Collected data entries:
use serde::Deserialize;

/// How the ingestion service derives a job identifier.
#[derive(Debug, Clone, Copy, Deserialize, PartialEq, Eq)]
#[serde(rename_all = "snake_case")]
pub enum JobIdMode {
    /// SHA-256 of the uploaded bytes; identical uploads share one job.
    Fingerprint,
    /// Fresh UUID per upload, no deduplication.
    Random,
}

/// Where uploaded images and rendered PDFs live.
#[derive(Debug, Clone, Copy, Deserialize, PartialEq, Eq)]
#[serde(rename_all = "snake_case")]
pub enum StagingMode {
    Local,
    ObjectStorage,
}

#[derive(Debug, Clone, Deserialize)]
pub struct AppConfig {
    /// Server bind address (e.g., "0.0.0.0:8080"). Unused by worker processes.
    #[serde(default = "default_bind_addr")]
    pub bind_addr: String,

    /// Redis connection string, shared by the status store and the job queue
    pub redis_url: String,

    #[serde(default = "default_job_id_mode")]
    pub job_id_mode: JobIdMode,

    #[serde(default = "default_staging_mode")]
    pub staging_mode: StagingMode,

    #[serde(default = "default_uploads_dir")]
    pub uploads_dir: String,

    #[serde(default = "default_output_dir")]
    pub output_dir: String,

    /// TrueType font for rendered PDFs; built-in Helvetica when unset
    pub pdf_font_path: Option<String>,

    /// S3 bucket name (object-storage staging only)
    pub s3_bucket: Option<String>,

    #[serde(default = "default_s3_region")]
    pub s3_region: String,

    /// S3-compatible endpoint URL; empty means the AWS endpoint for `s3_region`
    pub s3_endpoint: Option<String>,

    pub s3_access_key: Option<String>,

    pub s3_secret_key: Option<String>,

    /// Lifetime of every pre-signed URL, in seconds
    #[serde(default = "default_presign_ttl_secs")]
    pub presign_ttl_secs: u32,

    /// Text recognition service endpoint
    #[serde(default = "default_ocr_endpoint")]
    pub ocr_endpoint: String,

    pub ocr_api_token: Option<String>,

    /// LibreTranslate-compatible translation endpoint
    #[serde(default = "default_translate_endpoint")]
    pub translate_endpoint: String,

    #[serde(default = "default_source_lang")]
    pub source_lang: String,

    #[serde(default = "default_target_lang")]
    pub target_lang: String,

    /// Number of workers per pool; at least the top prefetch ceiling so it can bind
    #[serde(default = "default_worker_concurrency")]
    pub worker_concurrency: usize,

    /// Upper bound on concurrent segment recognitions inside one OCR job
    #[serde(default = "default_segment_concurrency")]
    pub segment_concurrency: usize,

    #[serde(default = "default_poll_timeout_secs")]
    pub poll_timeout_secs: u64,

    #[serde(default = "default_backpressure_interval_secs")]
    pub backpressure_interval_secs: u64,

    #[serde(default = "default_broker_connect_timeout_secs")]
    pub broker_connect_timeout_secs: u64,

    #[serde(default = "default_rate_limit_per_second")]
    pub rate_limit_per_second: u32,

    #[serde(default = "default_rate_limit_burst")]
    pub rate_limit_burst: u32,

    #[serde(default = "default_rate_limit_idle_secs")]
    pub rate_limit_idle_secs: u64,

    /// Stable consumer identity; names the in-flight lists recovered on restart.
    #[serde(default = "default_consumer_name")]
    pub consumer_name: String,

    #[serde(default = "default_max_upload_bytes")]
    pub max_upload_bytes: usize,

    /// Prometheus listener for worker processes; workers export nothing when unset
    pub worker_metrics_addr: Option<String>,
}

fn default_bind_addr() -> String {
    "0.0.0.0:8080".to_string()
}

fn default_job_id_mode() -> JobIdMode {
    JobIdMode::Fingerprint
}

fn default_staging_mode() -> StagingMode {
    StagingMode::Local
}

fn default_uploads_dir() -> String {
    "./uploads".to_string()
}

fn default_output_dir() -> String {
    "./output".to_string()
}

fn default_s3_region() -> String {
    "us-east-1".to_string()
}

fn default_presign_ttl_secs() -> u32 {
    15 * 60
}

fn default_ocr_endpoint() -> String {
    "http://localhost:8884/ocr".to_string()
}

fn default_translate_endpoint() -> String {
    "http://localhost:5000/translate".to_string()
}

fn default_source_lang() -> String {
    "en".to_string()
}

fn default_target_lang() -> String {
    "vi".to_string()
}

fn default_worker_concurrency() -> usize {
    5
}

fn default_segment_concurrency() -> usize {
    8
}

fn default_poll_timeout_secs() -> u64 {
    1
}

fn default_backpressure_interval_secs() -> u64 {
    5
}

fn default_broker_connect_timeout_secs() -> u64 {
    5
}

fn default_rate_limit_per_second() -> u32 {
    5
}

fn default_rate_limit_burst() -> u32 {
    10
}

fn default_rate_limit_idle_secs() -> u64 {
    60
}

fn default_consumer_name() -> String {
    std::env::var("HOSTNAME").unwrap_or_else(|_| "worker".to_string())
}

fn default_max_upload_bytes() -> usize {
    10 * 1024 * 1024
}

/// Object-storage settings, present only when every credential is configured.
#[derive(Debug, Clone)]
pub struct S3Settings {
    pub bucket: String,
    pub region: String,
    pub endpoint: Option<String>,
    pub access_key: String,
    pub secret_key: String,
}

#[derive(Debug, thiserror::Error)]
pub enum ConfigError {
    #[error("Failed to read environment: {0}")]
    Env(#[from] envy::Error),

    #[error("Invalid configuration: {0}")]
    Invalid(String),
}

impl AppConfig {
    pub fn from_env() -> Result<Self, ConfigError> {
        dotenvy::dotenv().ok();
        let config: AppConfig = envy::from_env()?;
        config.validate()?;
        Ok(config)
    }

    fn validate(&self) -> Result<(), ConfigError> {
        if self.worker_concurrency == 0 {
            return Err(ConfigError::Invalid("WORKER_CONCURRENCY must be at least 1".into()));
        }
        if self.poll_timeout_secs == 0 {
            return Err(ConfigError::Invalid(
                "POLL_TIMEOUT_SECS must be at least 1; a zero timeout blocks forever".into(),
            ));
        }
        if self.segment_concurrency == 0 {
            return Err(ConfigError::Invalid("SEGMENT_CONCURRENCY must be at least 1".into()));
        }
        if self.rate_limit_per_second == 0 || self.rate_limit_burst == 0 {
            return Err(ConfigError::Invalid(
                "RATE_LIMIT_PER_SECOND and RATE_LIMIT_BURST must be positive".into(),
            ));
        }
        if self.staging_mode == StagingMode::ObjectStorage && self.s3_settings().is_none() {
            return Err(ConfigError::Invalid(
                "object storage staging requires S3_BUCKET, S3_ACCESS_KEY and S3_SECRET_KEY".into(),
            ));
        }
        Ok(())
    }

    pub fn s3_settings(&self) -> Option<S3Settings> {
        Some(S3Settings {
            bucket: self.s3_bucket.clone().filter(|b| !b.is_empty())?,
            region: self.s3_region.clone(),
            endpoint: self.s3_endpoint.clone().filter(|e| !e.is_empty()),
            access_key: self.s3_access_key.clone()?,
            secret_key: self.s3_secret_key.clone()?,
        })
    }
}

==

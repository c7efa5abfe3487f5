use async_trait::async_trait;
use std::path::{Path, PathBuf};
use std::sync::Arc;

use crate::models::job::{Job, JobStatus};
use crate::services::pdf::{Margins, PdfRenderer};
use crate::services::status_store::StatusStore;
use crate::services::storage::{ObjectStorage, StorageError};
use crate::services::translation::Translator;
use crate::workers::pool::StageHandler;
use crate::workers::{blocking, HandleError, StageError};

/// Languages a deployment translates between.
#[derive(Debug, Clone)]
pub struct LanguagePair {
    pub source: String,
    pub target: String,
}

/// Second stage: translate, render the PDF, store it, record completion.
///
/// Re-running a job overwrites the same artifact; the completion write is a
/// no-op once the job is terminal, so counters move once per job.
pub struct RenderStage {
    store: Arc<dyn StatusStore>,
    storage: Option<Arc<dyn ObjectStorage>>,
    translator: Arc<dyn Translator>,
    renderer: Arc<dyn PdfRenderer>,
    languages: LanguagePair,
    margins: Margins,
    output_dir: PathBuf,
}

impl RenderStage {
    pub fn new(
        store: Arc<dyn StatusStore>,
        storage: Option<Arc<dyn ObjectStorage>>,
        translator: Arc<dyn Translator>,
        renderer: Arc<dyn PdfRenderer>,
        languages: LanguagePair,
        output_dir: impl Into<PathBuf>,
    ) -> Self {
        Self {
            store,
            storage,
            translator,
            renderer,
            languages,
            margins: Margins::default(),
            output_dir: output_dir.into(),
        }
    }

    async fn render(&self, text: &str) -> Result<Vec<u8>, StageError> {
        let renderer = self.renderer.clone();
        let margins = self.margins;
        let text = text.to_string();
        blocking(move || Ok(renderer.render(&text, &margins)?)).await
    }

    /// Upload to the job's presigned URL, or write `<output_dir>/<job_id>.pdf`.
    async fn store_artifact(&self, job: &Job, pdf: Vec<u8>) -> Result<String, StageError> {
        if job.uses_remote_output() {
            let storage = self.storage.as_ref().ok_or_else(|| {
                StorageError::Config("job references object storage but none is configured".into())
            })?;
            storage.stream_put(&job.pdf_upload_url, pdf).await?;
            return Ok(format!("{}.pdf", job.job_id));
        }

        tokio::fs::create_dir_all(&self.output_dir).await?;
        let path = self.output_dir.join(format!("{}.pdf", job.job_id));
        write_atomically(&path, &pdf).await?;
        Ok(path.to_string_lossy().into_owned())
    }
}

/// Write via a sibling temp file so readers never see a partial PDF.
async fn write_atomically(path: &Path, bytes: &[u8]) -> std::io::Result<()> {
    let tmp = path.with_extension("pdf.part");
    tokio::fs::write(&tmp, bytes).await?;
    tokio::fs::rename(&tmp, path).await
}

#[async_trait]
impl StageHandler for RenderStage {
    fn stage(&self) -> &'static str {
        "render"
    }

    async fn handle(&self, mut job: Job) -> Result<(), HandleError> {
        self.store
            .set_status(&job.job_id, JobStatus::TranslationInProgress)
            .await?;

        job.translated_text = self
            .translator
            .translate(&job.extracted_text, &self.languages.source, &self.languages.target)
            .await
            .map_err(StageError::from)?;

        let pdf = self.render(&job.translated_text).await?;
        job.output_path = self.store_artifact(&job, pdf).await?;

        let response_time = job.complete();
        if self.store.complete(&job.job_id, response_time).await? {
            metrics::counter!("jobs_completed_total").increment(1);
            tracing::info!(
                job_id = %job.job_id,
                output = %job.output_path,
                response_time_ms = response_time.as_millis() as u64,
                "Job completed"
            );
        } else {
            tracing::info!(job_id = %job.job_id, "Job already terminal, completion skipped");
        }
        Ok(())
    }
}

Task instructions: State, as a bare number, how many lines of the records above include "configured".

Expected answer: 2